The Prohibiting Automatic Rights to Enter National Territory Act, or PARENT Act of 2025, takes a swing at one of the most fundamental concepts in U.S. law: birthright citizenship. Currently, if you are born on U.S. soil, you are automatically a citizen because the law says you are “subject to the jurisdiction thereof.” Section 2 of the PARENT Act explicitly redefines that phrase, stating that automatic citizenship only applies if, at the time of birth, at least one parent is either a U.S. citizen or a lawful permanent resident (LPR, or green card holder). This means if both parents are undocumented immigrants or temporary visa holders (like those on student or work visas), the child would no longer automatically receive U.S. citizenship, fundamentally changing the status quo for those born after the law takes effect (SEC. 3).
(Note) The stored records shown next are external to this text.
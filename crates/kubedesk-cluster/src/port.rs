use std::net::Ipv4Addr;

use tokio::net::TcpListener;

#[derive(Debug, thiserror::Error)]
#[error("no free local port: {0}")]
pub struct PortError(#[from] std::io::Error);

/// Find a free TCP port on the loopback interface
///
/// The port is bound and released immediately, so another process may grab it
/// before the caller does. A context handler whose process never listens on
/// the port forgets it and allocates a new one on the next start.
pub async fn allocate_port() -> Result<u16, PortError> {
    let listener = TcpListener::bind((Ipv4Addr::LOCALHOST, 0)).await?;
    let port = listener.local_addr()?.port();
    drop(listener);
    Ok(port)
}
This bill attempts to draw a bright line based on parental status. If you’re a parent with a green card or a U.S. passport, your child born here is still automatically a citizen. The change hits families where both parents lack that permanent legal status. For example, imagine a couple who came to the U.S. on temporary work visas that have since expired, or a couple who crossed the border without authorization. If they have a child now, that child is a U.S. citizen. If this bill passes, that same child born next year would not be, even though they were born in the same hospital bed. They would essentially be born into a legal limbo, potentially remaining undocumented or stateless despite being born on U.S. soil.
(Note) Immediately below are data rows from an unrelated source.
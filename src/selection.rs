use chrono::{Datelike, NaiveDate};

#[derive(Debug, Clone, Copy, PartialEq, Eq)]
pub enum Month {
    January,
    February,
    March,
    April,
    May,
    June,
    July,
    August,
    September,
    October,
    November,
    December,
}

impl Month {
    pub const ALL: [Month; 12] = [
        Month::January,
        Month::February,
        Month::March,
        Month::April,
        Month::May,
        Month::June,
        Month::July,
        Month::August,
        Month::September,
        Month::October,
        Month::November,
        Month::December,
    ];

    pub fn name(self) -> &'static str {
        match self {
            Month::January => "January",
            Month::February => "February",
            Month::March => "March",
            Month::April => "April",
            Month::May => "May",
            Month::June => "June",
            Month::July => "July",
            Month::August => "August",
            Month::September => "September",
            Month::October => "October",
            Month::November => "November",
            Month::December => "December",
        }
    }

    /// Exact English month name, e.g. "March".
    pub fn from_name(name: &str) -> Option<Month> {
        Month::ALL.into_iter().find(|m| m.name() == name)
    }

    /// 1-based month number, as returned by `chrono::Datelike::month`.
    pub fn from_number(n: u32) -> Option<Month> {
        Month::ALL.get((n as usize).checked_sub(1)?).copied()
    }

    fn index(self) -> usize {
        self as usize
    }

    /// Step forward or back, wrapping around the year.
    pub fn offset(self, delta: i32) -> Month {
        let idx = (self.index() as i32 + delta).rem_euclid(12) as usize;
        Month::ALL[idx]
    }
}

/// The four selectable years: two before the seed year through one after.
#[derive(Debug, Clone, Copy, PartialEq, Eq)]
pub struct YearWindow {
    years: [i32; 4],
}

impl YearWindow {
    pub fn around(current: i32) -> Self {
        Self {
            years: [current - 2, current - 1, current, current + 1],
        }
    }

    pub fn years(&self) -> &[i32] {
        &self.years
    }

    pub fn contains(&self, year: i32) -> bool {
        self.years.contains(&year)
    }

    fn clamp(&self, year: i32) -> i32 {
        year.clamp(self.years[0], self.years[3])
    }
}

/// Month/year the dashboard is viewed for. Display only: changing it does
/// not change which data is requested.
#[derive(Debug, Clone, Copy, PartialEq, Eq)]
pub struct Selection {
    month: Month,
    year: i32,
    window: YearWindow,
}

impl Selection {
    pub fn seeded(today: NaiveDate) -> Self {
        let year = today.year();
        Self {
            month: Month::from_number(today.month()).unwrap_or(Month::January),
            year,
            window: YearWindow::around(year),
        }
    }

    pub fn month(&self) -> Month {
        self.month
    }

    pub fn year(&self) -> i32 {
        self.year
    }

    pub fn window(&self) -> &YearWindow {
        &self.window
    }

    pub fn set_month(&mut self, month: Month) {
        self.month = month;
    }

    /// Returns false and leaves the selection alone for unknown names.
    pub fn set_month_name(&mut self, name: &str) -> bool {
        match Month::from_name(name) {
            Some(m) => {
                self.month = m;
                true
            }
            None => false,
        }
    }

    /// Returns false and leaves the selection alone for years outside the window.
    pub fn set_year(&mut self, year: i32) -> bool {
        if !self.window.contains(year) {
            return false;
        }
        self.year = year;
        true
    }

    pub fn step_month(&mut self, delta: i32) {
        self.month = self.month.offset(delta);
    }

    /// Stops at either end of the window.
    pub fn step_year(&mut self, delta: i32) {
        self.year = self.window.clamp(self.year.saturating_add(delta));
    }
}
The biggest impact is the creation of a new class of U.S.-born individuals who are not citizens. This is a massive shift with cascading effects. Currently, a U.S. citizen child provides a clear legal anchor for the family, especially as the child grows older. Under the PARENT Act, families where the parents are undocumented would have children who are also undocumented from birth, complicating everything from school enrollment to accessing basic social services down the line, even though they are geographically American. This also means that hospitals, which currently only track the parents’ names for birth certificates, might need to start formally tracking and verifying parental immigration status to determine the child’s citizenship, adding a significant layer of bureaucracy and cost to what is currently a straightforward process.
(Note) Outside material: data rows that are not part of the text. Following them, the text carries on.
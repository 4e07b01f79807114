pub mod config;
pub mod dashboard;
pub mod status;
pub mod summary;

use clap::{Parser, Subcommand};

use crate::error::Result;
use crate::settings::{load_settings, validate_endpoint, Settings};

#[derive(Parser)]
#[command(name = "stockboard", about = "Terminal dashboard for inventory sales and purchases.")]
pub struct Cli {
    /// Dashboard endpoint for this run (overrides settings)
    #[arg(long, global = true)]
    pub endpoint: Option<String>,

    /// Month the selector starts on, e.g. March (dashboard only)
    #[arg(long)]
    pub month: Option<String>,

    /// Year the selector starts on; must be within two years back or one ahead
    #[arg(long)]
    pub year: Option<i32>,

    #[command(subcommand)]
    pub command: Option<Commands>,
}

#[derive(Subcommand)]
pub enum Commands {
    /// Fetch once and print cards, chart series and recent transactions.
    Summary,
    /// Update saved settings.
    Config {
        /// Dashboard endpoint URL, e.g. http://localhost:5000/api/dashboard
        #[arg(long = "set-endpoint")]
        set_endpoint: Option<String>,
        /// Request timeout in seconds
        #[arg(long, conflicts_with = "no_timeout")]
        timeout: Option<u64>,
        /// Wait indefinitely for the dashboard endpoint
        #[arg(long = "no-timeout")]
        no_timeout: bool,
        /// Log file path
        #[arg(long = "log-file")]
        log_file: Option<String>,
    },
    /// Show current settings.
    Status,
}

/// Saved settings with the per-run `--endpoint` override applied.
pub(crate) fn effective_settings(endpoint: Option<&str>) -> Result<Settings> {
    let mut settings = load_settings();
    if let Some(endpoint) = endpoint {
        validate_endpoint(endpoint)?;
        settings.endpoint = endpoint.to_string();
    }
    Ok(settings)
}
It’s important to understand why this is a big deal: the current interpretation of the 14th Amendment has stood for over a century. Changing this definition through legislation, as the PARENT Act attempts to do (SEC. 2), immediately sets the stage for a massive legal battle that would likely end up at the Supreme Court. The core question is whether Congress has the authority to redefine the meaning of “subject to the jurisdiction thereof” in a way that excludes children born to non-citizens who are physically present in the country. For everyday people, this means years of uncertainty where the legal status of potentially millions of children could be in question, depending on how the courts ultimately interpret this legislative move.